Early May finds Micronesia, a nation of many small and scattered islands in the Western Pacific, one of the few countries with no confirmed cases of COVID-19.
An array of prevention measures, including quarantines and social distancing, have been implemented by national and state governments in the Federated States of Micronesia (FSM) to prevent introduction or spread of the virus.
One impact of social distancing was delay of “Robo Day,” the annual statewide high school robotics championships held at the end of the school year in Yap, Chuuk, Pohnpei and Kosrae States.
Student teams at twenty-two schools had spent the year designing, building, and fine-tuning robots in preparation for these public competitions, which showcase students’ achievement in math and science. Established in 2012, Habele’s Robo League is the most remote high school robotics program in the world and made possible through a partnership with the US Department of the Interior’s Office of Insular Affairs.
While the specifics in each Micronesian state -and often each school- are different, holding four large public gatherings with scores of students and hundreds of onlookers won’t work for Robo Day 2020.
In partnership with school leaders and students, Habele has adjusted the planned Robo Day game course, creating a simpler, smaller, series of tasks that even a single student with a robot can complete for time.
Students can build a game board on any flat surface of about five square feet, such as a floor or a road. The modified game consists of three tasks, each of which are completed within that box. Another student, friend or family member can film the robot as it completes the tasks for time. The videos will be uploaded ahead of a deadline, allowing for students throughout the FSM to compete with their peers in their state and across Micronesia.
“Habele’s Robo League is about hands on learning and real-world problem solving,” explained Neil Mellen, the former Peace Corps Volunteer who established Habele in 2006. “This revision of Robo Day 2020 to allow for social distancing is a great example of problem solving –not to mention a glimpse of how transformative distance learning can be for Micronesian students.”
Details of the social distancing Robo Day game board and the three challenges are online at habele.org/RoboDay2020 as well as the facebook.com/HabeleFund.

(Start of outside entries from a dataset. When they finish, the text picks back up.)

//! Single best utility-per-second, measured at fetch completion time

use super::{current_viewpoint, view_candidates, FetchDecision};
use crate::camera::ViewpointPredictor;
use crate::core::types::Result;
use crate::streaming::catalog::ObjectCatalog;
use crate::streaming::metric::MetricKind;
use crate::streaming::throughput::ThroughputEstimator;

/// Floor for projected fetch times
const MIN_FETCH_SECONDS: f32 = 1e-6;

/// Pick the candidate with the highest
/// `utility(at completion) × quality / fetch_seconds`.
///
/// The viewpoint is predicted at the moment the fetch would finish, so
/// slow downloads are scored against where the user will be looking,
/// not where they look now.
pub(super) fn plan(
    catalog: &ObjectCatalog,
    metric: MetricKind,
    estimator: &ThroughputEstimator,
    predictor: &ViewpointPredictor,
    horizon_seconds: f32,
) -> Result<Vec<FetchDecision>> {
    let now = current_viewpoint(predictor)?;
    let candidates = view_candidates(catalog, predictor, horizon_seconds)?;

    let mut best: Option<(FetchDecision, f32)> = None;
    for candidate in candidates {
        let object = catalog.object(candidate.object);
        let Some(level) = object.level(candidate.level) else {
            continue;
        };
        let fetch_secs = estimator.fetch_seconds(level.size_bytes).max(MIN_FETCH_SECONDS);

        let at_completion = predictor.predict(fetch_secs);
        let viewpoint = at_completion.as_ref().unwrap_or(now);
        let score = metric.score(object, viewpoint) * level.quality / fetch_secs;

        if best.map_or(true, |(_, top)| score > top) {
            best = Some((candidate, score));
        }
    }

    Ok(best.map(|(decision, _)| decision).into_iter().collect())
}

#[cfg(test)]
mod tests {
    use super::*;
    use crate::camera::ViewpointSnapshot;
    use crate::core::types::Vec3;
    use crate::streaming::testutil::{loaded_object, record_with_levels};

    fn static_predictor() -> ViewpointPredictor {
        let mut predictor = ViewpointPredictor::new();
        let snapshot = ViewpointSnapshot::desktop(Vec3::ZERO, 0.0, 0.0);
        predictor.track(snapshot, 1.0 / 60.0);
        predictor.track(snapshot, 1.0 / 60.0);
        predictor
    }

    #[test]
    fn test_cost_normalization_prefers_cheap_level() {
        // Same distance; the slightly worse but 8x cheaper level wins
        // once fetch time divides the score
        let heavy = record_with_levels("heavy", [0.0, 0.0, -4.0], &[(10, 0.5), (8000, 0.1)]);
        let light = record_with_levels("light", [0.0, 0.0, -4.0], &[(10, 0.5), (1000, 0.2)]);
        let catalog = ObjectCatalog::new(vec![loaded_object(&heavy), loaded_object(&light)]);
        let predictor = static_predictor();
        let estimator = ThroughputEstimator::new();

        let plan = plan(&catalog, MetricKind::Distance, &estimator, &predictor, 5.0).unwrap();
        assert_eq!(plan, vec![FetchDecision { object: 1, level: 1 }]);
    }

    #[test]
    fn test_scores_at_predicted_completion() {
        // Camera retreating from "near" toward "far" at 8 m/s; the
        // download takes long enough that "far" is the better buy by
        // completion time
        let near = record_with_levels("near", [0.0, 0.0, -2.0], &[(10, 0.5), (4000, 0.1)]);
        let far = record_with_levels("far", [0.0, 0.0, -42.0], &[(10, 0.5), (4000, 0.1)]);
        let catalog = ObjectCatalog::new(vec![loaded_object(&near), loaded_object(&far)]);

        let mut predictor = ViewpointPredictor::new();
        predictor.track(ViewpointSnapshot::desktop(Vec3::ZERO, 0.0, 0.0), 0.1);
        predictor.track(
            ViewpointSnapshot::desktop(Vec3::new(0.0, 0.0, -0.8), 0.0, 0.0),
            0.1,
        );

        // fetch_seconds(4000) at default rates = 80s -> camera ends up
        // around z = -640, far past both; "far" is then the closer one
        let estimator = ThroughputEstimator::new();
        let plan = plan(&catalog, MetricKind::Distance, &estimator, &predictor, 5.0).unwrap();
        assert_eq!(plan, vec![FetchDecision { object: 1, level: 1 }]);
    }
}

Students have until midnight local time on Thursday, May 21st to post their final videos, one task at a time. They may post as many videos on Facebook as they like until the deadline. Students must tag the videos with “#HabeleRobo” and note in their post their name, their school, their state, which task they are completing, and how long it took.
Prizes –which arrived on-island before the pandemic- will be awarded in each of the four states for the students with the fastest time for each of three individual tasks, as well for the school with the fastest combined time for the three tasks in each state.
While COVID prevention specifics in each Micronesian state vary and may evolve, the redesigned game offers students who have worked all year in preparation for Robo Day the chance to test and showcase their skills. Local conditions will dictate the specifics of how schools utilize the revised game, but the online, student-driven format offers even those under the strictest distancing guidelines the chance to safely be a part of Robo Day 2020.